[Dataset entries]
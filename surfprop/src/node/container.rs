use std::{collections::BTreeMap, sync::Arc};

use log::{debug, warn};
use parking_lot::RwLock;
use smallvec::SmallVec;

use crate::{
    definition::{ContainerDefinition, PropertyDefinition},
    node::{CreatedHook, Property, PropertyNode, join_path},
    snapshot::{ContainerSnapshot, SnapshotMode},
    utils::Error,
};

/// A named group of property nodes. Has no value of its own.
#[derive(Debug)]
pub struct PropertyContainer {
    definition: RwLock<Arc<ContainerDefinition>>,
    children: RwLock<BTreeMap<String, PropertyNode>>,
    collapsed: RwLock<Option<bool>>,
}

impl PropertyContainer {
    /// Build a container and its subtree. `prefix` is the dotted path of the
    /// container itself (empty for a root), `on_created` sees every new leaf.
    pub fn build(
        definition: Arc<ContainerDefinition>,
        prefix: &str,
        on_created: CreatedHook<'_>,
    ) -> Arc<Self> {
        let mut children = BTreeMap::new();
        for (key, child) in &definition.children {
            let node = PropertyNode::build(child, &join_path(prefix, key), on_created);
            children.insert(key.clone(), node);
        }

        Arc::new(Self {
            definition: RwLock::new(definition),
            children: RwLock::new(children),
            collapsed: RwLock::new(None),
        })
    }

    pub fn definition(&self) -> Arc<ContainerDefinition> {
        self.definition.read().clone()
    }

    pub fn child(&self, key: &str) -> Option<PropertyNode> {
        self.children.read().get(key).cloned()
    }

    /// Child keys in definition order.
    pub fn keys(&self) -> Vec<String> {
        self.definition
            .read()
            .children
            .iter()
            .map(|(key, _)| key.clone())
            .collect()
    }

    /// Descend a dot-separated path. `None` if any segment is missing or an
    /// intermediate segment names a leaf.
    pub fn get(&self, path: &str) -> Option<PropertyNode> {
        let segments: SmallVec<&str, 4> = path.split('.').collect();
        let (last, parents) = segments.split_last()?;

        let mut current: Option<Arc<PropertyContainer>> = None;
        for segment in parents {
            let next = match &current {
                Some(container) => container.child(segment),
                None => self.child(segment),
            };
            current = Some(next?.try_as_container()?);
        }

        match current {
            Some(container) => container.child(last),
            None => self.child(last),
        }
    }

    /// Leaf property at `path`.
    pub fn property(&self, path: &str) -> Option<Arc<Property>> {
        self.get(path)?.try_as_leaf()
    }

    pub fn collapsed(&self) -> Option<bool> {
        *self.collapsed.read()
    }

    pub fn set_collapsed(&self, collapsed: Option<bool>) {
        *self.collapsed.write() = collapsed;
    }

    pub fn is_collapsed(&self) -> bool {
        self.collapsed()
            .unwrap_or_else(|| self.definition.read().collapsed_by_default)
    }

    /// Bring the live subtree in line with `definition`.
    ///
    /// Nodes whose definition kept its shape are preserved (same `Arc`), nodes
    /// whose definition disappeared are cleaned up, and nodes that switched
    /// between leaf and group are rebuilt.
    pub fn reconcile(
        &self,
        definition: Arc<ContainerDefinition>,
        prefix: &str,
        on_created: CreatedHook<'_>,
    ) {
        let mut children = self.children.write();

        children.retain(|key, node| {
            let keep = definition.contains(key);
            if !keep {
                debug!("Removing stale property node `{}`", join_path(prefix, key));
                node.cleanup();
            }
            keep
        });

        for (key, child_def) in &definition.children {
            let path = join_path(prefix, key);
            match (children.get(key).cloned(), child_def) {
                (Some(PropertyNode::Leaf(prop)), PropertyDefinition::Single(single)) => {
                    prop.set_definition(single.clone());
                }
                (Some(PropertyNode::Container(group)), PropertyDefinition::Container(inner)) => {
                    group.reconcile(inner.clone(), &path, on_created);
                }
                (existing, _) => {
                    if let Some(old) = existing {
                        debug!(
                            "Property node `{}` changed shape, rebuilding it as a {}",
                            path,
                            if child_def.is_container() { "group" } else { "property" }
                        );
                        old.cleanup();
                    }
                    children.insert(key.clone(), PropertyNode::build(child_def, &path, on_created));
                }
            }
        }

        drop(children);
        *self.definition.write() = definition;
    }

    /// Minimal snapshot of the subtree, or `None` when every child is in its
    /// default state and the collapsed flag matches the definition.
    pub fn to_snapshot(&self) -> Option<ContainerSnapshot> {
        let collapsed_default = self.definition.read().collapsed_by_default;
        let collapsed = self.collapsed().filter(|c| *c != collapsed_default);

        let children: BTreeMap<_, _> = self
            .children
            .read()
            .iter()
            .filter(|(_, node)| !node.is_default_state())
            .filter_map(|(key, node)| Some((key.clone(), node.to_snapshot()?)))
            .collect();

        if children.is_empty() && collapsed.is_none() {
            return None;
        }
        Some(ContainerSnapshot {
            collapsed,
            children,
        })
    }

    /// Apply a snapshot to the subtree.
    ///
    /// Keys unknown to the current definitions and shape mismatches are skipped
    /// and reported; they never abort the rest of the patch.
    pub fn apply_snapshot(
        &self,
        snapshot: &ContainerSnapshot,
        mode: SnapshotMode,
        prefix: &str,
    ) -> Vec<Error> {
        let mut issues = Vec::new();
        let mut nested = Vec::new();

        if mode.is_replace() || snapshot.collapsed.is_some() {
            self.set_collapsed(snapshot.collapsed);
        }

        let children: Vec<(String, PropertyNode)> = self
            .children
            .read()
            .iter()
            .map(|(key, node)| (key.clone(), node.clone()))
            .collect();

        for (key, node) in &children {
            let path = join_path(prefix, key);
            match snapshot.children.get(key) {
                Some(child) if node.is_container() && child.is_container() => {
                    nested.extend(node.apply_snapshot(child, mode, &path))
                }
                Some(child) => issues.extend(node.apply_snapshot(child, mode, &path)),
                None if mode.is_replace() => node.reset_to_default(),
                None => {}
            }
        }

        for key in snapshot.children.keys() {
            if !children.iter().any(|(k, _)| k == key) {
                issues.push(Error::UnknownPath(join_path(prefix, key)));
            }
        }

        for issue in &issues {
            warn!("Ignoring part of a property snapshot: {issue}");
        }
        issues.extend(nested);
        issues
    }

    pub fn reset_to_default(&self) {
        self.set_collapsed(None);
        for node in self.children.read().values() {
            node.reset_to_default();
        }
    }

    pub fn is_default_state(&self) -> bool {
        self.collapsed().is_none_or(|c| c == self.definition.read().collapsed_by_default)
            && self
                .children
                .read()
                .values()
                .all(PropertyNode::is_default_state)
    }

    pub fn cleanup(&self) {
        for node in self.children.read().values() {
            node.cleanup();
        }
    }
}
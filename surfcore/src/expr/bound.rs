use std::sync::{
    Arc, Weak,
    atomic::{AtomicBool, Ordering},
};

use log::{trace, warn};
use parking_lot::Mutex;
use surfprop::{
    Property, Resolved, Value,
    node::{ExpressionRuntime, ObserverId},
};

use crate::{
    base::{SurfaceContext, addressable::Addressable, server::NodeEvent},
    expr::{
        error::ExprResult,
        expression::{CycleGuard, EvalArgs, Expression, ExpressionSnapshot},
        sync::{DepKey, DepTag},
    },
};

/// An [`Expression`] wired to the property it computes.
///
/// Installed as the property's [`ExpressionRuntime`]. Keeps the expression's
/// source in step with the property, feeds bound remote values into the
/// property and pushes local edits out while the expression binds.
pub struct BoundExpression {
    expression: Arc<Expression>,
    owner: Weak<dyn Addressable>,
    path: String,
    property: Weak<Property>,
    observer: Mutex<Option<ObserverId>>,
    applying_inbound: AtomicBool,
    applying_outbound: AtomicBool,
}

impl BoundExpression {
    /// Create the expression of `property` (at `path` on `owner`) and install it.
    pub fn attach(
        ctx: Arc<SurfaceContext>,
        owner: Weak<dyn Addressable>,
        path: &str,
        property: &Arc<Property>,
    ) -> Arc<Self> {
        let expression = Expression::new(ctx);
        expression.set_source(property.mode(), property.expression());

        let bound = Arc::new(Self {
            expression,
            owner,
            path: path.to_string(),
            property: Arc::downgrade(property),
            observer: Mutex::new(None),
            applying_inbound: AtomicBool::new(false),
            applying_outbound: AtomicBool::new(false),
        });

        let this = Arc::downgrade(&bound);
        bound.expression.set_event_sink(Arc::new(move |key: &DepKey, tag: DepTag, event: &NodeEvent| {
            if let Some(bound) = this.upgrade() {
                bound.on_event(key, tag, event);
            }
        }));

        let target = Arc::downgrade(property);
        bound.expression.set_source_provider(Arc::new(move || {
            target
                .upgrade()
                .map(|property| ExpressionSnapshot {
                    mode: property.mode(),
                    expression: property.expression(),
                })
                .unwrap_or_default()
        }));

        let target = Arc::downgrade(property);
        bound.expression.set_rewrite_hook(Arc::new(move |text: &str| {
            if let Some(property) = target.upgrade() {
                property.set_expression(Some(text.to_string()));
            }
        }));

        let this = Arc::downgrade(&bound);
        let observer = property.observe(move |value| {
            if let Some(bound) = this.upgrade() {
                bound.push_outbound(value);
            }
        });
        *bound.observer.lock() = Some(observer);

        property.attach_runtime(bound.clone());
        bound
    }

    pub fn expression(&self) -> &Arc<Expression> {
        &self.expression
    }

    pub fn path(&self) -> &str {
        &self.path
    }

    fn run<R>(
        &self,
        property: &Property,
        raw: Value,
        fallback: Value,
        guard: &mut CycleGuard,
        eval: impl FnOnce(&Arc<Expression>, EvalArgs<'_>, &mut CycleGuard) -> R,
    ) -> Option<R> {
        let owner = self.owner.upgrade()?;
        let owner_id = owner.entity_id();
        self.expression.set_source(property.mode(), property.expression());

        let definition = property.definition();
        let coerce = |value: Value| definition.coerce(value);
        let args = EvalArgs {
            owner,
            path: &self.path,
            raw,
            fallback,
            coerce: &coerce,
            filter: definition.filter.as_ref(),
        };

        let entered = guard.enter(owner_id, &self.path);
        let result = eval(&self.expression, args, guard);
        if entered {
            guard.exit(owner_id, &self.path);
        }
        Some(result)
    }

    /// Evaluate on behalf of another expression's `prop()` call.
    pub(crate) fn evaluate_nested(
        &self,
        property: &Property,
        fallback: Option<&Value>,
        guard: &mut CycleGuard,
    ) -> ExprResult<Value> {
        let raw = property.gated_raw(fallback);
        let fallback = fallback.cloned().unwrap_or_else(|| raw.clone());
        self.run(property, raw.clone(), fallback, guard, |expression, args, guard| {
            expression.try_evaluate(args, guard)
        })
        .unwrap_or(Ok(raw))
    }

    fn on_event(&self, key: &DepKey, tag: DepTag, event: &NodeEvent) {
        let NodeEvent::ValueChanged(args) = event;
        match tag {
            DepTag::Osc => {
                if let Some(owner) = self.owner.upgrade() {
                    self.expression
                        .context()
                        .invalidate(owner.entity_id(), &self.path);
                }
            }
            DepTag::Binding => {
                if !self.expression.binding_active() {
                    return;
                }
                if self.applying_outbound.load(Ordering::Acquire) {
                    trace!("Dropping echo of `{}` for `{}`", key.address, self.path);
                    return;
                }
                let Some(property) = self.property.upgrade() else {
                    return;
                };

                let value = Value::from_args(args);
                let value = match &property.definition().filter {
                    Some(filter) => match filter(value) {
                        Ok(value) => value,
                        Err(message) => {
                            warn!("Inbound value of `{}` rejected for `{}`: {}", key.address, self.path, message);
                            return;
                        }
                    },
                    None => value,
                };

                self.applying_inbound.store(true, Ordering::Release);
                property.set_raw(value);
                self.applying_inbound.store(false, Ordering::Release);
            }
        }
    }

    fn push_outbound(&self, value: &Value) {
        if self.applying_inbound.load(Ordering::Acquire) || !self.expression.binding_active() {
            return;
        }

        for (address, server) in self.expression.bound_targets() {
            let Some(node) = server.get_node(&address) else {
                continue;
            };
            let args = node.coerce_args(value);
            if node.args == args {
                continue;
            }

            self.applying_outbound.store(true, Ordering::Release);
            server.send_node_value(&address, args.clone());
            server.set_cached_value(&address, args);
            self.applying_outbound.store(false, Ordering::Release);
        }
    }
}

impl ExpressionRuntime for BoundExpression {
    fn resolve(&self, property: &Property, raw: Value, fallback: Value) -> Resolved {
        let mut guard = CycleGuard::new();
        self.run(property, raw.clone(), fallback, &mut guard, |expression, args, guard| {
            expression.evaluate(args, guard)
        })
        .unwrap_or_else(|| Resolved::passthrough(raw))
    }

    fn cleanup(&self) {
        self.expression.cleanup();
        if let Some(observer) = self.observer.lock().take()
            && let Some(property) = self.property.upgrade()
        {
            property.unobserve(observer);
        }
    }
}
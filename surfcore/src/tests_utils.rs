//! Fixtures for tests: an in-memory parameter server and entity builders.
use std::{
    collections::BTreeMap,
    sync::{
        Arc,
        atomic::{AtomicBool, Ordering},
    },
};

use parking_lot::{Mutex, RwLock};
use surfprop::{ContainerDefinition, Value};

use crate::{
    base::{
        SurfaceContext,
        addressable::Addressable,
        inspectable::{InspectableWithProps, PropertyDefinitions},
        server::{ListenerId, NodeCallback, NodeEvent, ParameterServer, RemoteNode},
    },
    magic::USER_ID_KEY,
};

#[derive(Default)]
struct Counters {
    subscribes: BTreeMap<String, usize>,
    unsubscribes: BTreeMap<String, usize>,
    sent: Vec<(String, Vec<Value>)>,
}

/// [`ParameterServer`] backed by a map of nodes.
///
/// `send_node_value` only records the call; use [`MemoryServer::emit`] to
/// simulate the remote side changing a value.
#[derive(Default)]
pub struct MemoryServer {
    ready: AtomicBool,
    nodes: RwLock<BTreeMap<String, RemoteNode>>,
    listeners: RwLock<BTreeMap<String, Vec<(ListenerId, NodeCallback)>>>,
    counters: Mutex<Counters>,
}

impl MemoryServer {
    /// A server whose structure is already loaded.
    pub fn new() -> Arc<Self> {
        let server = Self::default();
        server.ready.store(true, Ordering::SeqCst);
        Arc::new(server)
    }

    /// A server that still has to load its structure.
    pub fn loading() -> Arc<Self> {
        Arc::new(Self::default())
    }

    pub fn set_ready(&self, ready: bool) {
        self.ready.store(ready, Ordering::SeqCst);
    }

    pub fn add_node(&self, address: &str, type_tags: &str, args: Vec<Value>) {
        self.nodes
            .write()
            .insert(address.to_string(), RemoteNode::new(address, type_tags, args));
    }

    /// Change a node on the remote side and notify its listeners.
    pub fn emit(&self, address: &str, args: Vec<Value>) {
        if let Some(node) = self.nodes.write().get_mut(address) {
            node.args = args.clone();
        }
        let listeners: Vec<NodeCallback> = self
            .listeners
            .read()
            .get(address)
            .map(|entries| entries.iter().map(|(_, callback)| callback.clone()).collect())
            .unwrap_or_default();
        let event = NodeEvent::ValueChanged(args);
        for listener in listeners {
            listener(&event);
        }
    }

    pub fn cached(&self, address: &str) -> Option<Vec<Value>> {
        self.nodes.read().get(address).map(|node| node.args.clone())
    }

    pub fn listener_count(&self, address: &str) -> usize {
        self.listeners.read().get(address).map_or(0, Vec::len)
    }

    pub fn subscribe_count(&self, address: &str) -> usize {
        self.counters.lock().subscribes.get(address).copied().unwrap_or(0)
    }

    pub fn unsubscribe_count(&self, address: &str) -> usize {
        self.counters.lock().unsubscribes.get(address).copied().unwrap_or(0)
    }

    /// Every `send_node_value` call so far.
    pub fn sent(&self) -> Vec<(String, Vec<Value>)> {
        self.counters.lock().sent.clone()
    }
}

impl ParameterServer for MemoryServer {
    fn structure_ready(&self) -> bool {
        self.ready.load(Ordering::SeqCst)
    }

    fn get_node(&self, address: &str) -> Option<RemoteNode> {
        self.nodes.read().get(address).cloned()
    }

    fn add_node_listener(&self, address: &str, callback: NodeCallback) -> ListenerId {
        let id = ListenerId::next();
        self.listeners
            .write()
            .entry(address.to_string())
            .or_default()
            .push((id, callback));
        *self
            .counters
            .lock()
            .subscribes
            .entry(address.to_string())
            .or_default() += 1;
        id
    }

    fn remove_node_listener(&self, address: &str, listener: ListenerId) {
        if let Some(entries) = self.listeners.write().get_mut(address) {
            entries.retain(|(id, _)| *id != listener);
        }
        *self
            .counters
            .lock()
            .unsubscribes
            .entry(address.to_string())
            .or_default() += 1;
    }

    fn send_node_value(&self, address: &str, args: Vec<Value>) {
        self.counters.lock().sent.push((address.to_string(), args));
    }

    fn set_cached_value(&self, address: &str, args: Vec<Value>) {
        if let Some(node) = self.nodes.write().get_mut(address) {
            node.args = args;
        }
    }
}

/// Definitions that can be swapped at runtime to exercise reconciliation.
pub struct StaticDefinitions {
    definition: RwLock<ContainerDefinition>,
}

impl StaticDefinitions {
    pub fn new(definition: ContainerDefinition) -> Arc<Self> {
        Arc::new(Self {
            definition: RwLock::new(definition),
        })
    }

    pub fn set(&self, definition: ContainerDefinition) {
        *self.definition.write() = definition;
    }
}

impl PropertyDefinitions for StaticDefinitions {
    fn property_definitions(&self) -> ContainerDefinition {
        self.definition.read().clone()
    }
}

/// Context with default configuration.
pub fn context() -> Arc<SurfaceContext> {
    SurfaceContext::with_defaults()
}

/// Entity of type `widget` with the given definitions and, if non-empty, a
/// `userID`.
pub fn widget(
    ctx: &Arc<SurfaceContext>,
    name: &str,
    user_id: &str,
    definition: ContainerDefinition,
) -> Arc<InspectableWithProps> {
    let entity = InspectableWithProps::create(ctx, "widget", name, Arc::new(definition));
    set_user_id(&entity, user_id);
    entity
}

/// Entity of type `server` exposing `server`.
pub fn server_entity(
    ctx: &Arc<SurfaceContext>,
    name: &str,
    user_id: &str,
    server: Arc<MemoryServer>,
) -> Arc<InspectableWithProps> {
    let entity = InspectableWithProps::create(
        ctx,
        "server",
        name,
        Arc::new(ContainerDefinition::new(name)),
    );
    entity.set_server(Some(server));
    set_user_id(&entity, user_id);
    entity
}

pub fn set_user_id(entity: &InspectableWithProps, user_id: &str) {
    if let Some(prop) = entity.property(USER_ID_KEY) {
        prop.set(user_id);
    }
}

## [THE PROBLEM]
Look at the records above. Copy every line where the string "single" occurs.

## [THE COMPLETED TASK]
                (Some(PropertyNode::Leaf(prop)), PropertyDefinition::Single(single)) => {
                    prop.set_definition(single.clone());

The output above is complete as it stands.